Although cultured astrocytes express functional glutamate receptors, they are generally resistant to excitotoxic cell death. We explored the role of receptor desensitization in glutamate-mediated astrocyte injury. In cultures of type 1 astrocytes from mouse neocortex, brief application of AMPA evoked small, rapidly desensitizing inward currents, whereas kainate evoked small, sustained currents. Neither agonist increased cytosolic calcium, and astrocyte toxicity occurred only after 24 hr exposure to high (500–1000 microM) concentrations of kainate but not to AMPA or glutamate. Cyclothiazide, a drug that selectively blocks AMPA receptor desensitization, greatly potentiated AMPA- or kainate-gated currents and intracellular calcium elevation. Coapplication of 10–100 microM cyclothiazide with glutamate, AMPA, or kainate produced widespread astrocyte cell death within 2 hr or application.
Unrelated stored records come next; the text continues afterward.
//! Price series data model.

use chrono::NaiveDate;
use serde::{Deserialize, Serialize};
use thiserror::Error;

/// One trading day of OHLCV data. Immutable once fetched.
#[derive(Debug, Clone, Copy, PartialEq, Serialize, Deserialize)]
pub struct Bar {
    pub date: NaiveDate,
    pub open: f64,
    pub high: f64,
    pub low: f64,
    pub close: f64,
    pub volume: u64,
}

/// A derived indicator series, positionally aligned with the
/// [`PriceSeries`] it was computed from.
///
/// `None` marks points inside an indicator's warm-up prefix.
pub type DerivedSeries = Vec<Option<f64>>;

/// Validation failures when constructing a [`PriceSeries`].
#[derive(Debug, Clone, PartialEq, Error)]
pub enum SeriesError {
    #[error("bars out of order at {date}: dates must be strictly increasing")]
    OutOfOrder { date: NaiveDate },
    #[error("invalid OHLC at {date}: open {open}, high {high}, low {low}, close {close}")]
    InvalidOhlc {
        date: NaiveDate,
        open: f64,
        high: f64,
        low: f64,
        close: f64,
    },
}

/// An ordered, validated sequence of daily bars.
///
/// Owned by the chart assembler for the duration of one recompute and
/// only ever read.
#[derive(Debug, Clone, PartialEq)]
pub struct PriceSeries {
    bars: Vec<Bar>,
}

impl PriceSeries {
    /// Build a series, enforcing strictly increasing dates and
    /// `0 < low <= open, close <= high` on every bar.
    pub fn from_bars(bars: Vec<Bar>) -> Result<Self, SeriesError> {
        for bar in &bars {
            let body_low = bar.open.min(bar.close);
            let body_high = bar.open.max(bar.close);
            if !(bar.low > 0.0 && bar.low <= body_low && bar.high >= body_high) {
                return Err(SeriesError::InvalidOhlc {
                    date: bar.date,
                    open: bar.open,
                    high: bar.high,
                    low: bar.low,
                    close: bar.close,
                });
            }
        }
        for pair in bars.windows(2) {
            if pair[1].date <= pair[0].date {
                return Err(SeriesError::OutOfOrder { date: pair[1].date });
            }
        }
        Ok(Self { bars })
    }

    pub fn bars(&self) -> &[Bar] {
        &self.bars
    }

    pub fn len(&self) -> usize {
        self.bars.len()
    }

    pub fn is_empty(&self) -> bool {
        self.bars.is_empty()
    }

    /// Closing prices in bar order.
    pub fn closes(&self) -> Vec<f64> {
        self.bars.iter().map(|b| b.close).collect()
    }

    /// Bar dates in order; this is the shared x-axis of the chart.
    pub fn dates(&self) -> Vec<NaiveDate> {
        self.bars.iter().map(|b| b.date).collect()
    }
}

#[cfg(test)]
mod tests {
    use super::*;

    fn day(d: u32) -> NaiveDate {
        NaiveDate::from_ymd_opt(2024, 1, d).unwrap()
    }

    fn flat_bar(d: u32, price: f64) -> Bar {
        Bar {
            date: day(d),
            open: price,
            high: price,
            low: price,
            close: price,
            volume: 1_000,
        }
    }

    #[test]
    fn test_from_bars_ok() {
        let series = PriceSeries::from_bars(vec![flat_bar(1, 10.0), flat_bar(2, 11.0)]).unwrap();
        assert_eq!(series.len(), 2);
        assert_eq!(series.closes(), vec![10.0, 11.0]);
        assert_eq!(series.dates(), vec![day(1), day(2)]);
    }

    #[test]
    fn test_from_bars_empty_ok() {
        let series = PriceSeries::from_bars(vec![]).unwrap();
        assert!(series.is_empty());
    }

    #[test]
    fn test_rejects_duplicate_dates() {
        let err = PriceSeries::from_bars(vec![flat_bar(1, 10.0), flat_bar(1, 11.0)]).unwrap_err();
        assert_eq!(err, SeriesError::OutOfOrder { date: day(1) });
    }

    #[test]
    fn test_rejects_descending_dates() {
        let err = PriceSeries::from_bars(vec![flat_bar(2, 10.0), flat_bar(1, 11.0)]).unwrap_err();
        assert!(matches!(err, SeriesError::OutOfOrder { .. }));
    }

    #[test]
    fn test_rejects_low_above_body() {
        let bad = Bar {
            date: day(1),
            open: 10.0,
            high: 12.0,
            low: 10.5,
            close: 11.0,
            volume: 0,
        };
        let err = PriceSeries::from_bars(vec![bad]).unwrap_err();
        assert!(matches!(err, SeriesError::InvalidOhlc { .. }));
    }

    #[test]
    fn test_rejects_non_positive_price() {
        let bad = Bar {
            date: day(1),
            open: 1.0,
            high: 1.0,
            low: 0.0,
            close: 1.0,
            volume: 0,
        };
        assert!(PriceSeries::from_bars(vec![bad]).is_err());
    }
}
The enhancement of toxicity by cyclothiazide, which alone was not toxic, was concentration-dependent for each of the tested agonists (EC50 30–100 microM) and was blocked by further addition of the selective AMPA/kainate antagonist 2,3-dioxo-6-nitro-7- sulfamoylbenzo(f)quinoxaline (NBQX). NMDA caused no injury even in the presence of cyclothiazide. Cyclothiazide-enhanced injury varied with the age of astrocyte cultures; the maximal effect occurred at approximately 2 weeks in vitro, and little death was seen after 4 weeks. Type 1 astrocytes express AMPA-type glutamate receptors that are unmasked by reducing their desensitization with cyclothiazide. Although overactivation of AMPA receptors can be rapidly lethal to astrocytes, rapid desensitization normally limits this toxicity. The extent of AMPA receptor desensitization may be an important determinant of glial vulnerability to excitotoxic insults.